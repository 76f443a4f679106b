//! Declarations read from the metadata source

use crate::core::{ScabbardError, ScabbardResult};
use scabbard_core::types::{ClassName, Type};
use serde::{Deserialize, Serialize};
use std::collections::BTreeMap;

/// Name used for constructors in method declarations
pub const CONSTRUCTOR_NAME: &str = "<init>";

#[derive(Debug, Clone, Copy, PartialEq, Eq, Hash, PartialOrd, Ord, Serialize, Deserialize)]
#[serde(rename_all = "snake_case")]
pub enum Modifier {
    Public,
    Protected,
    Private,
    Static,
    Final,
    Abstract,
    Interface,
    Enum,
    Annotation,
}

/// Value of an annotation element
#[derive(Debug, Clone, PartialEq, Eq, Hash, PartialOrd, Ord, Serialize, Deserialize)]
#[serde(rename_all = "snake_case")]
pub enum AnnotationValue {
    Bool(bool),
    Int(i64),
    String(String),
    Class(Type),
    Enum {
        #[serde(rename = "type")]
        enum_type: ClassName,
        value: String,
    },
    Array(Vec<AnnotationValue>),
    Annotation(Annotation),
}

#[derive(Debug, Clone, PartialEq, Eq, Hash, PartialOrd, Ord, Serialize, Deserialize)]
pub struct Annotation {
    #[serde(rename = "type")]
    pub annotation_type: ClassName,
    #[serde(default, skip_serializing_if = "BTreeMap::is_empty")]
    pub values: BTreeMap<String, AnnotationValue>,
}

impl Annotation {
    pub fn new(annotation_type: ClassName) -> Self {
        Self {
            annotation_type,
            values: BTreeMap::new(),
        }
    }

    pub fn with_value(mut self, name: &str, value: AnnotationValue) -> Self {
        self.values.insert(name.to_string(), value);
        self
    }

    /// Class-valued element; a wrong value shape is a fatal metadata error
    pub fn class_value(&self, name: &str) -> ScabbardResult<Option<&Type>> {
        match self.values.get(name) {
            None => Ok(None),
            Some(AnnotationValue::Class(value)) => Ok(Some(value)),
            Some(other) => Err(self.shape_error(name, "a class", other)),
        }
    }

    /// Class-array element; a single class is accepted as a one-element array
    pub fn class_array_value(&self, name: &str) -> ScabbardResult<Vec<&Type>> {
        match self.values.get(name) {
            None => Ok(Vec::new()),
            Some(AnnotationValue::Class(value)) => Ok(vec![value]),
            Some(AnnotationValue::Array(items)) => items
                .iter()
                .map(|item| match item {
                    AnnotationValue::Class(value) => Ok(value),
                    other => Err(self.shape_error(name, "an array of classes", other)),
                })
                .collect(),
            Some(other) => Err(self.shape_error(name, "an array of classes", other)),
        }
    }

    pub fn bool_value(&self, name: &str) -> ScabbardResult<Option<bool>> {
        match self.values.get(name) {
            None => Ok(None),
            Some(AnnotationValue::Bool(value)) => Ok(Some(*value)),
            Some(other) => Err(self.shape_error(name, "a boolean", other)),
        }
    }

    fn shape_error(&self, name: &str, expected: &str, actual: &AnnotationValue) -> ScabbardError {
        ScabbardError::Metadata(format!(
            "Annotation @{} element '{}' must be {}, found {:?}",
            self.annotation_type, name, expected, actual
        ))
    }
}

/// Shared lookups over `annotations` + `modifiers`
pub trait Declaration {
    fn annotations(&self) -> &[Annotation];
    fn modifiers(&self) -> &[Modifier];

    fn has_annotation(&self, annotation_type: &ClassName) -> bool {
        self.annotation(annotation_type).is_some()
    }

    fn annotation(&self, annotation_type: &ClassName) -> Option<&Annotation> {
        self.annotations()
            .iter()
            .find(|a| &a.annotation_type == annotation_type)
    }

    fn has_modifier(&self, modifier: Modifier) -> bool {
        self.modifiers().contains(&modifier)
    }

    fn is_static(&self) -> bool {
        self.has_modifier(Modifier::Static)
    }

    fn is_private(&self) -> bool {
        self.has_modifier(Modifier::Private)
    }

    fn is_public(&self) -> bool {
        self.has_modifier(Modifier::Public)
    }
}

#[derive(Debug, Clone, PartialEq, Eq, Hash, Serialize, Deserialize)]
pub struct ParameterDecl {
    #[serde(rename = "type")]
    pub parameter_type: Type,
    #[serde(default, skip_serializing_if = "Vec::is_empty")]
    pub annotations: Vec<Annotation>,
}

impl ParameterDecl {
    pub fn new(parameter_type: Type) -> Self {
        Self {
            parameter_type,
            annotations: Vec::new(),
        }
    }
}

impl Declaration for ParameterDecl {
    fn annotations(&self) -> &[Annotation] {
        &self.annotations
    }

    fn modifiers(&self) -> &[Modifier] {
        &[]
    }
}

#[derive(Debug, Clone, PartialEq, Eq, Hash, Serialize, Deserialize)]
pub struct FieldDecl {
    pub name: String,
    #[serde(rename = "type")]
    pub field_type: Type,
    #[serde(default, skip_serializing_if = "Vec::is_empty")]
    pub modifiers: Vec<Modifier>,
    #[serde(default, skip_serializing_if = "Vec::is_empty")]
    pub annotations: Vec<Annotation>,
}

impl Declaration for FieldDecl {
    fn annotations(&self) -> &[Annotation] {
        &self.annotations
    }

    fn modifiers(&self) -> &[Modifier] {
        &self.modifiers
    }
}

#[derive(Debug, Clone, PartialEq, Eq, Hash, Serialize, Deserialize)]
pub struct MethodDecl {
    pub name: String,
    #[serde(default, skip_serializing_if = "Vec::is_empty")]
    pub parameters: Vec<ParameterDecl>,
    #[serde(default = "Type::void")]
    pub return_type: Type,
    #[serde(default, skip_serializing_if = "Vec::is_empty")]
    pub modifiers: Vec<Modifier>,
    #[serde(default, skip_serializing_if = "Vec::is_empty")]
    pub annotations: Vec<Annotation>,
}

impl MethodDecl {
    pub fn is_constructor(&self) -> bool {
        self.name == CONSTRUCTOR_NAME
    }

    /// `name(param, param)` for messages
    pub fn signature(&self) -> String {
        let params: Vec<String> = self
            .parameters
            .iter()
            .map(|p| p.parameter_type.to_string())
            .collect();
        format!("{}({})", self.name, params.join(", "))
    }

    pub fn parameter_types(&self) -> Vec<Type> {
        self.parameters
            .iter()
            .map(|p| p.parameter_type.clone())
            .collect()
    }
}

impl Declaration for MethodDecl {
    fn annotations(&self) -> &[Annotation] {
        &self.annotations
    }

    fn modifiers(&self) -> &[Modifier] {
        &self.modifiers
    }
}

#[derive(Debug, Clone, PartialEq, Eq, Serialize, Deserialize)]
pub struct ClassDecl {
    pub name: ClassName,
    /// Classes are public unless the document says otherwise
    #[serde(default = "default_class_modifiers")]
    pub modifiers: Vec<Modifier>,
    #[serde(default, skip_serializing_if = "Option::is_none")]
    pub superclass: Option<ClassName>,
    #[serde(default, skip_serializing_if = "Vec::is_empty")]
    pub interfaces: Vec<ClassName>,
    #[serde(default, skip_serializing_if = "Vec::is_empty")]
    pub type_parameters: Vec<String>,
    #[serde(default, skip_serializing_if = "Vec::is_empty")]
    pub annotations: Vec<Annotation>,
    #[serde(default, skip_serializing_if = "Vec::is_empty")]
    pub fields: Vec<FieldDecl>,
    #[serde(default, skip_serializing_if = "Vec::is_empty")]
    pub methods: Vec<MethodDecl>,
}

fn default_class_modifiers() -> Vec<Modifier> {
    vec![Modifier::Public]
}

impl ClassDecl {
    pub fn new(name: ClassName) -> Self {
        Self {
            name,
            modifiers: vec![Modifier::Public],
            superclass: None,
            interfaces: Vec::new(),
            type_parameters: Vec::new(),
            annotations: Vec::new(),
            fields: Vec::new(),
            methods: Vec::new(),
        }
    }

    pub fn is_interface(&self) -> bool {
        self.has_modifier(Modifier::Interface)
    }

    pub fn is_abstract(&self) -> bool {
        self.has_modifier(Modifier::Abstract)
    }

    pub fn is_enum(&self) -> bool {
        self.has_modifier(Modifier::Enum)
    }

    pub fn is_annotation(&self) -> bool {
        self.has_modifier(Modifier::Annotation)
    }

    pub fn is_generic(&self) -> bool {
        !self.type_parameters.is_empty()
    }

    pub fn constructors(&self) -> impl Iterator<Item = &MethodDecl> {
        self.methods.iter().filter(|m| m.is_constructor())
    }

    /// True when any field or method already uses `name`
    pub fn has_member_named(&self, name: &str) -> bool {
        self.fields.iter().any(|f| f.name == name) || self.methods.iter().any(|m| m.name == name)
    }
}

impl Declaration for ClassDecl {
    fn annotations(&self) -> &[Annotation] {
        &self.annotations
    }

    fn modifiers(&self) -> &[Modifier] {
        &self.modifiers
    }
}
════════════════════
(What to work on):
Filter the records above for lines with "impl".

(Reply to the task):
impl Annotation {
impl ParameterDecl {
impl Declaration for ParameterDecl {
impl Declaration for FieldDecl {
impl MethodDecl {
impl Declaration for MethodDecl {
impl ClassDecl {
    pub fn constructors(&self) -> impl Iterator<Item = &MethodDecl> {
impl Declaration for ClassDecl {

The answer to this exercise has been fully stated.